The state of Massachusetts was the first to legalize gay marriages in 2004, and since then, it is estimated that there are at least 71,165 legal gay marriages in the US. A research conducted by Gallup in May 2012 indicated that 50 percent of Americans support gay marriages (Schulzke, 2013). The legal landscape on gay marriages is still changing, but several states have legalized gay marriages. These states include Iowa, Massachusetts, New Hampshire, Vermont, and the District of Columbia. These states also grant same sex couples full benefits of marriage that heterosexual couples enjoy (Schulzke, 2013).

In order to determine whether gay marriage is morally upright under utilitarian approach, then it should be assessed in terms of the benefits in brings to society and the possible harms that accompany it. If gay marriage is legalized in the US, it will bring numerous benefits to society. One of the benefits of legalizing gay marriages is that gay families will provide homes for children who have no parents. Statistics indicate that there is an increase in the number of gay couples adopting children across the US. This is a positive thing even though the current legal landscape may make their children to enjoy similar protection like those granted to heterosexual families. Moreover, gay couples still face legal challenges when they want to adopt children (Willis, 2013).

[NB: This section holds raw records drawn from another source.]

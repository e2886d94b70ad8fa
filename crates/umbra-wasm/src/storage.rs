//! `localStorage` as a [`KeyValueStore`].

use umbra::storage::{KeyValueStore, StorageError};
use wasm_bindgen::JsValue;
use web_sys::{Storage, Window};

/// The page's `localStorage`, if the browser grants one.
///
/// Private browsing modes and sandboxed frames may refuse access; every
/// operation then fails with [`StorageError::Unavailable`].
#[derive(Debug, Clone)]
pub struct LocalStore {
    storage: Option<Storage>,
}

impl LocalStore {
    pub fn new(window: &Window) -> Self {
        Self {
            storage: window.local_storage().ok().flatten(),
        }
    }

    pub fn is_available(&self) -> bool {
        self.storage.is_some()
    }

    fn storage(&self) -> Result<&Storage, StorageError> {
        self.storage
            .as_ref()
            .ok_or_else(|| StorageError::Unavailable("localStorage is not available".into()))
    }
}

fn js_error(err: &JsValue) -> StorageError {
    StorageError::Unavailable(err.as_string().unwrap_or_else(|| format!("{err:?}")))
}

impl KeyValueStore for LocalStore {
    fn get(&self, key: &str) -> Result<Option<String>, StorageError> {
        self.storage()?.get_item(key).map_err(|e| js_error(&e))
    }

    fn set(&mut self, key: &str, value: &str) -> Result<(), StorageError> {
        self.storage()?.set_item(key, value).map_err(|e| js_error(&e))
    }
}
//! Bus timetable server.
//!
//! A web application that answers: "when do buses leave from this stop?",
//! either for a stop named by the user or for the stop nearest to them.

pub mod config;
pub mod domain;
pub mod engine;
pub mod schedule;
pub mod source;
pub mod stops;
pub mod web;
//! Domain types for the bus timetable.
//!
//! This module contains the value types shared by the loaders and the query
//! engine: source cells, departure times, departure records and stop
//! coordinates. Parsing helpers here never fail; malformed source values
//! degrade to explicit "unknown" or "missing" variants instead.

mod cell;
mod departure;
mod stop;
mod time;

pub use cell::Cell;
pub use departure::{DepartureRecord, Direction};
pub use stop::{EARTH_RADIUS_KM, StopCoordinate, haversine_km};
pub use time::{DepartureMinutes, UNKNOWN_MINUTES_SENTINEL, format_time, time_to_minutes};
//! Sheet sources for the timetable.
//!
//! The timetable workbook has two sheets: the schedule and the stop
//! coordinates. Each is read from its CSV export into rows of [`Cell`]s,
//! which the schedule and stop loaders then shape into their own types.
//!
//! [`Cell`]: crate::domain::Cell

mod error;
mod sheet;

pub use error::LoadError;
pub use sheet::{SheetRows, open_sheet, read_sheet};
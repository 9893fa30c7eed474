//! Departure records.

use std::fmt;

use super::{Cell, DepartureMinutes};

/// Direction of travel for one half of a timetable row.
#[derive(Debug, Clone, Copy, PartialEq, Eq, Hash)]
pub enum Direction {
    /// Columns 0-4 of the timetable sheet.
    Up,
    /// Columns 5-9 of the timetable sheet.
    Down,
}

impl Direction {
    /// Both directions, in sheet column order.
    pub const ALL: [Direction; 2] = [Direction::Up, Direction::Down];

    /// Lowercase name used in logs and JSON.
    pub fn as_str(&self) -> &'static str {
        match self {
            Direction::Up => "up",
            Direction::Down => "down",
        }
    }
}

impl fmt::Display for Direction {
    fn fmt(&self, f: &mut fmt::Formatter<'_>) -> fmt::Result {
        f.write_str(self.as_str())
    }
}

/// One scheduled trip in one direction at one stop.
///
/// Records are only built from a complete half-row, so every field was
/// present in the source.
#[derive(Debug, Clone, PartialEq)]
pub struct DepartureRecord {
    /// Stop name as written in the timetable.
    pub stop_name: String,

    /// Sort key for the departure.
    pub departure_minutes: DepartureMinutes,

    /// Departure time as "HH:MM" (best effort for malformed cells).
    pub departure_time: String,

    /// Arrival time as "HH:MM" (best effort for malformed cells).
    pub arrival_time: String,

    /// Fourth column of the half-row, passed through untouched.
    pub field4: Cell,

    /// Fifth column of the half-row, passed through untouched.
    pub field5: Cell,
}

#[cfg(test)]
mod tests {
    use super::*;

    #[test]
    fn direction_names() {
        assert_eq!(Direction::Up.to_string(), "up");
        assert_eq!(Direction::Down.as_str(), "down");
        assert_eq!(Direction::ALL, [Direction::Up, Direction::Down]);
    }
}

Markedly, adoption agencies and social workers in America, who considers gay families as an important resource for providing homes for children under the care of government, have recognized the important role that gay couples play in the society (Gary, 2009). Furthermore, the Obama administration has also admitted that gay couples do play a crucial role in adopting children. Social workers have also found that most gay couples have successfully raised children, and in some instances, they have been preferred over their heterosexual counterparts. Most gay couples who adopt and raise children also tend to be more educated and richer than most Americans (Gary, 2009).

Many children in the US and the entire world lack parental care; therefore, legalizing gay marriages will enable gay couples to provide parental support, care and love to such children. Moreover, marriage among heterosexual couples is not based on legality but love that brings two people together, and makes them commit to be with one another (Willis, 2013). Hence, as long as two individuals deeply care for each other and would like to spend the rest of their lives together, it does not matter whether their commitment conforms to societal expectation. Legalizing gay marriages will make gay people to embrace family values and help them to stop engaging in risky sexual behaviors. This will benefit society by preventing the spread of sexually transmitted diseases from the gay community to the rest of the population (Willis, 2013).

Gay couples lack legal recognition and can never be financially supported by their partners in the process of owning a home. Another argument against recognizing gay marriages and granting gay couples full rights, for example, the right to adopt children is that children being raised in gay families will be harassed and teased by their peers, which can interfere with them psychologically (Gary, 2009). Gay people have been subjected to prejudice and discrimination throughout their lives, and this gives them the ability to prepare their children to cope with negative attitudes. Moreover, the American society has made tremendous gains in terms of accepting gay people and treating them with dignity, and it is only a matter of time before Americans fully accept gay marriages (Gary, 2009).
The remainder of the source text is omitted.